Freaks Out

Regia di Gabriele Mainetti, con Giorgio Tirabassi, Aurora Giovinazzo, Pietro Castellitto, Claudio Santamaria, Giancarlo Martini, Franz Rogowski. Italia/Belgio, 2021 (141’). In streaming su Prime
Tra una pletora di film fatti con lo stampino capita di vedere un’opera che si impone per originalità, sia di scrittura che di regia. Capita raramente, è vero, soprattutto se parliamo di cinema italiano, ma stavolta è il caso davvero di inchinarsi davanti alle invenzioni di Gabriele Mainetti che ci proietta in un fantastico 1943, dove, in una Roma occupata dai nazisti, Israel, un circense ebreo cerca di portare i suoi spettacoli al pubblico insieme a un uomo lupo, una ragazza elettrica, un nano calamita e un giovane capace di controllare gli insetti. Gli strani fenomeni da baraccone ci guidano in una distopia (non proprio impossibile a realizzarsi, in verità) fino all’incontro con il compositore Franz, che dirige il Berlin Zircus, ma che anche lui ha poteri speciali in quanto ha sei dita e riesce a vedere, almeno in parte, il futuro. Franz vuole evitare la disfatta del Fuhrer e pensa che proprio i quattro fenomeni da baraccone provenienti dal circo “Mezzapiotta” possano essere lo strumento del suo piano. Non tira aria di realismo, nel film di Mainetti, ma le metafore sono lì a ogni passo a dimostrarci che anche con il fantastico si può parlare della contemporaneità. Tra un gruppo di partigiani da operetta che si trovano in un bosco romano e sembrano usciti dalla foresta di Sherwood, e gli strani poteri di Fulvio, Cencio, Mario e Matilde, mentre Israel viene catturato e rischia la deportazione, e Franz persegue il suo folle progetto inimicandosi gli ufficiali dell’esercito nazista, la storia si dipana con agilità, coinvolgendo gli spettatori in una sorta di gioco (o videogioco) dell’immaginario collettivo, in cui pezzi di storia, di cinema del passato e di fantasie fumettistiche del futuro, si associano allegramente grazie alla magia del circo, la stessa che era sempre d’ispirazione per il grande regista Federico Fellini.

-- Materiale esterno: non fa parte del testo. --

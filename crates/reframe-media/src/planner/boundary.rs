//! Time range to frame range mapping.

use reframe_models::{FrameRange, TimeRange};
use tracing::debug;

use crate::error::{MediaError, MediaResult};

/// Map a clip interval onto frame indices `[round(start*fps), round(end*fps))`.
///
/// `total_frames` of zero means the frame count is unknown. A range that
/// starts at or beyond the last frame is rejected; an end past the last
/// frame is trimmed to it.
pub fn frame_range(range: TimeRange, fps: f64, total_frames: u64) -> MediaResult<FrameRange> {
    if !(fps.is_finite() && fps > 0.0) {
        return Err(MediaError::InvalidVideo(format!("invalid frame rate {}", fps)));
    }

    let start = (range.start_time * fps).round() as u64;
    let mut end = (range.end_time * fps).round() as u64;

    if total_frames > 0 {
        if start >= total_frames {
            return Err(MediaError::invalid_request(format!(
                "clip starts at {:.3}s (frame {}) but the video has {} frames",
                range.start_time, start, total_frames
            )));
        }
        if end > total_frames {
            debug!(end, total_frames, "Trimming clip end to last frame");
            end = total_frames;
        }
    }

    if end <= start {
        return Err(MediaError::invalid_request(format!(
            "clip {:.3}s-{:.3}s is shorter than one frame at {:.3} fps",
            range.start_time, range.end_time, fps
        )));
    }

    Ok(FrameRange::new(start, end))
}

/// Presentation time of a frame offset within a clip.
pub fn frame_time(offset: u64, fps: f64) -> f64 {
    if fps <= 0.0 {
        return 0.0;
    }
    offset as f64 / fps
}

#[cfg(test)]
mod tests {
    use super::*;

    fn range(start: f64, end: f64) -> TimeRange {
        TimeRange::new(start, end).unwrap()
    }

    #[test]
    fn test_rounds_to_nearest_frame() {
        let frames = frame_range(range(1.0, 3.5), 30.0, 900).unwrap();
        assert_eq!(frames, FrameRange::new(30, 105));

        let frames = frame_range(range(0.49, 1.01), 29.97, 0).unwrap();
        assert_eq!(frames, FrameRange::new(15, 30));
    }

    #[test]
    fn test_end_trimmed_to_frame_count() {
        let frames = frame_range(range(9.0, 12.0), 30.0, 300).unwrap();
        assert_eq!(frames, FrameRange::new(270, 300));
    }

    #[test]
    fn test_start_beyond_video_rejected() {
        let err = frame_range(range(20.0, 25.0), 30.0, 300).unwrap_err();
        assert!(matches!(err, MediaError::InvalidRequest(_)));
    }

    #[test]
    fn test_sub_frame_clip_rejected() {
        let err = frame_range(range(1.0, 1.01), 30.0, 300).unwrap_err();
        assert!(matches!(err, MediaError::InvalidRequest(_)));
    }

    #[test]
    fn test_invalid_fps() {
        assert!(frame_range(range(0.0, 1.0), 0.0, 10).is_err());
        assert!(frame_range(range(0.0, 1.0), f64::NAN, 10).is_err());
    }

    #[test]
    fn test_frame_time() {
        assert!((frame_time(45, 30.0) - 1.5).abs() < 1e-12);
    }
}
//! Crop planning worker binary.
//!
//! Reads one JSON request from stdin and writes the JSON response to
//! stdout. Exits non-zero when the request fails.

use std::sync::Arc;

use anyhow::Context;
use tokio::io::AsyncReadExt;
use tracing::{error, info};

use reframe_media::CancelSignal;
use reframe_models::ErrorKind;
use reframe_worker::{
    init_tracing, Operation, ProcessingContext, RequestProcessor, WorkerConfig, WorkerRequest,
    WorkerResponse,
};

#[tokio::main]
async fn main() -> anyhow::Result<()> {
    dotenvy::dotenv().ok();
    init_tracing();

    info!("Starting reframe-worker");

    let config = WorkerConfig::from_env();
    info!("Worker config: {:?}", config);

    let mut input = String::new();
    tokio::io::stdin()
        .read_to_string(&mut input)
        .await
        .context("Failed to read request from stdin")?;

    let request: WorkerRequest = match serde_json::from_str(&input) {
        Ok(request) => request,
        Err(e) => {
            error!("Malformed request: {}", e);
            let response = WorkerResponse::failure(
                Operation::Analyze,
                ErrorKind::InvalidRequest,
                format!("malformed request: {}", e),
            );
            println!("{}", serde_json::to_string_pretty(&response)?);
            std::process::exit(1);
        }
    };

    let ctx = Arc::new(
        ProcessingContext::initialize(config)
            .await
            .context("Failed to initialize processing context")?,
    );
    let processor = RequestProcessor::new(Arc::clone(&ctx));

    // Ctrl-C cancels the in-flight request.
    let (cancel_tx, cancel) = CancelSignal::channel();
    tokio::spawn(async move {
        if tokio::signal::ctrl_c().await.is_ok() {
            info!("Received shutdown signal, cancelling request");
            let _ = cancel_tx.send(true);
        }
    });

    let response = processor.handle(request, cancel).await;
    println!("{}", serde_json::to_string_pretty(&response)?);

    ctx.shutdown().await?;
    info!("Worker shutdown complete");

    if !response.is_success() {
        std::process::exit(1);
    }
    Ok(())
}
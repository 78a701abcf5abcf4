//! Data types flowing through the planner.

use reframe_models::{CropMode, Dimensions};
use serde::{Deserialize, Serialize};

use crate::error::{MediaError, MediaResult};

/// Crop dimensions chosen for a source and whether the window should
/// follow the subject.
#[derive(Debug, Clone, Copy, PartialEq, Eq, Serialize, Deserialize)]
pub struct AspectDecision {
    pub crop: Dimensions,
    pub track_subject: bool,
}

/// One sampled crop-window left edge.
#[derive(Debug, Clone, Copy, PartialEq, Serialize, Deserialize)]
pub struct TrajectorySample {
    pub frame: u64,
    pub x: f64,
}

/// Crop positions at sampled frames, frame indices strictly increasing.
#[derive(Debug, Clone, Default, PartialEq, Serialize, Deserialize)]
pub struct SparseTrajectory {
    samples: Vec<TrajectorySample>,
}

impl SparseTrajectory {
    pub fn new() -> Self {
        Self::default()
    }

    pub fn with_capacity(capacity: usize) -> Self {
        Self {
            samples: Vec::with_capacity(capacity),
        }
    }

    /// Build from samples, rejecting out-of-order frames.
    pub fn from_samples(samples: Vec<TrajectorySample>) -> MediaResult<Self> {
        let mut trajectory = Self::with_capacity(samples.len());
        for sample in samples {
            trajectory.push(sample.frame, sample.x)?;
        }
        Ok(trajectory)
    }

    /// Append a sample. The frame must be after the last one.
    pub fn push(&mut self, frame: u64, x: f64) -> MediaResult<()> {
        if let Some(last) = self.samples.last() {
            if frame <= last.frame {
                return Err(MediaError::decode_failed(format!(
                    "frame {} delivered after frame {}",
                    frame, last.frame
                )));
            }
        }
        self.samples.push(TrajectorySample { frame, x });
        Ok(())
    }

    pub fn samples(&self) -> &[TrajectorySample] {
        &self.samples
    }

    pub fn values(&self) -> Vec<f64> {
        self.samples.iter().map(|s| s.x).collect()
    }

    pub fn len(&self) -> usize {
        self.samples.len()
    }

    pub fn is_empty(&self) -> bool {
        self.samples.is_empty()
    }

    /// Same frames carrying new values, e.g. after smoothing.
    pub fn with_values(self, values: Vec<f64>) -> MediaResult<Self> {
        if values.len() != self.samples.len() {
            return Err(MediaError::internal(format!(
                "smoothed {} values for {} samples",
                values.len(),
                self.samples.len()
            )));
        }
        let samples = self
            .samples
            .into_iter()
            .zip(values)
            .map(|(sample, x)| TrajectorySample { frame: sample.frame, x })
            .collect();
        Ok(Self { samples })
    }
}

/// Crop position for every frame of a range.
#[derive(Debug, Clone, PartialEq, Serialize, Deserialize)]
pub struct DenseTrajectory {
    /// Absolute index of the first position
    pub start_frame: u64,
    pub positions: Vec<f64>,
}

impl DenseTrajectory {
    /// Same position for `len` frames.
    pub fn constant(start_frame: u64, len: usize, x: f64) -> Self {
        Self {
            start_frame,
            positions: vec![x; len],
        }
    }

    pub fn len(&self) -> usize {
        self.positions.len()
    }

    pub fn is_empty(&self) -> bool {
        self.positions.is_empty()
    }

    pub fn mean(&self) -> Option<f64> {
        if self.positions.is_empty() {
            return None;
        }
        Some(self.positions.iter().sum::<f64>() / self.positions.len() as f64)
    }
}

/// Horizontal crop placement handed to the encoder.
#[derive(Debug, Clone, PartialEq, Eq, Serialize, Deserialize)]
#[serde(tag = "kind", content = "x", rename_all = "snake_case")]
pub enum CropPositions {
    /// One window for the whole clip
    Fixed(u32),
    /// One left edge per output frame
    PerFrame(Vec<u32>),
}

/// Final planner output, immutable once built.
#[derive(Debug, Clone, PartialEq, Serialize, Deserialize)]
pub struct CropPlan {
    crop: Dimensions,
    y: u32,
    track_subject: bool,
    positions: CropPositions,
    requested_mode: CropMode,
    applied_mode: CropMode,
    fallback_reason: Option<String>,
}

impl CropPlan {
    pub(crate) fn new(
        decision: AspectDecision,
        y: u32,
        positions: CropPositions,
        requested_mode: CropMode,
        applied_mode: CropMode,
        fallback_reason: Option<String>,
    ) -> Self {
        Self {
            crop: decision.crop,
            y,
            track_subject: decision.track_subject,
            positions,
            requested_mode,
            applied_mode,
            fallback_reason,
        }
    }

    pub fn crop(&self) -> Dimensions {
        self.crop
    }

    pub fn crop_width(&self) -> u32 {
        self.crop.width
    }

    pub fn crop_height(&self) -> u32 {
        self.crop.height
    }

    /// Vertical offset of the window.
    pub fn y(&self) -> u32 {
        self.y
    }

    pub fn track_subject(&self) -> bool {
        self.track_subject
    }

    pub fn positions(&self) -> &CropPositions {
        &self.positions
    }

    pub fn requested_mode(&self) -> CropMode {
        self.requested_mode
    }

    /// Strategy actually carried by `positions`.
    pub fn applied_mode(&self) -> CropMode {
        self.applied_mode
    }

    pub fn fallback_reason(&self) -> Option<&str> {
        self.fallback_reason.as_deref()
    }

    /// Replace the positions with a fixed window, recording why.
    pub fn into_fixed(self, x: u32, reason: impl Into<String>) -> Self {
        Self {
            positions: CropPositions::Fixed(x),
            applied_mode: CropMode::Static,
            fallback_reason: Some(reason.into()),
            ..self
        }
    }
}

Insomma Mainetti inventa, reinventa e si affranca dalle pastoie del recente cinema italiano, compone un suo stile internazionale affidandosi a quanto di più provinciale (il dialetto romanesco) i film nostrani abbiano veicolato, recupera la figura del “mad doctor” e la fa incrociare con il mondo inquietante di Tod Browning, ci tuffa nella fantasia dei supereroi per mostrarne la malinconica amarezza tramite il rifiuto della, per quanto necessaria, violenza, e riesce anche a sfiorare il dramma della Shoah con leggerezza. Un miracolo che merita forse anche più di una visione.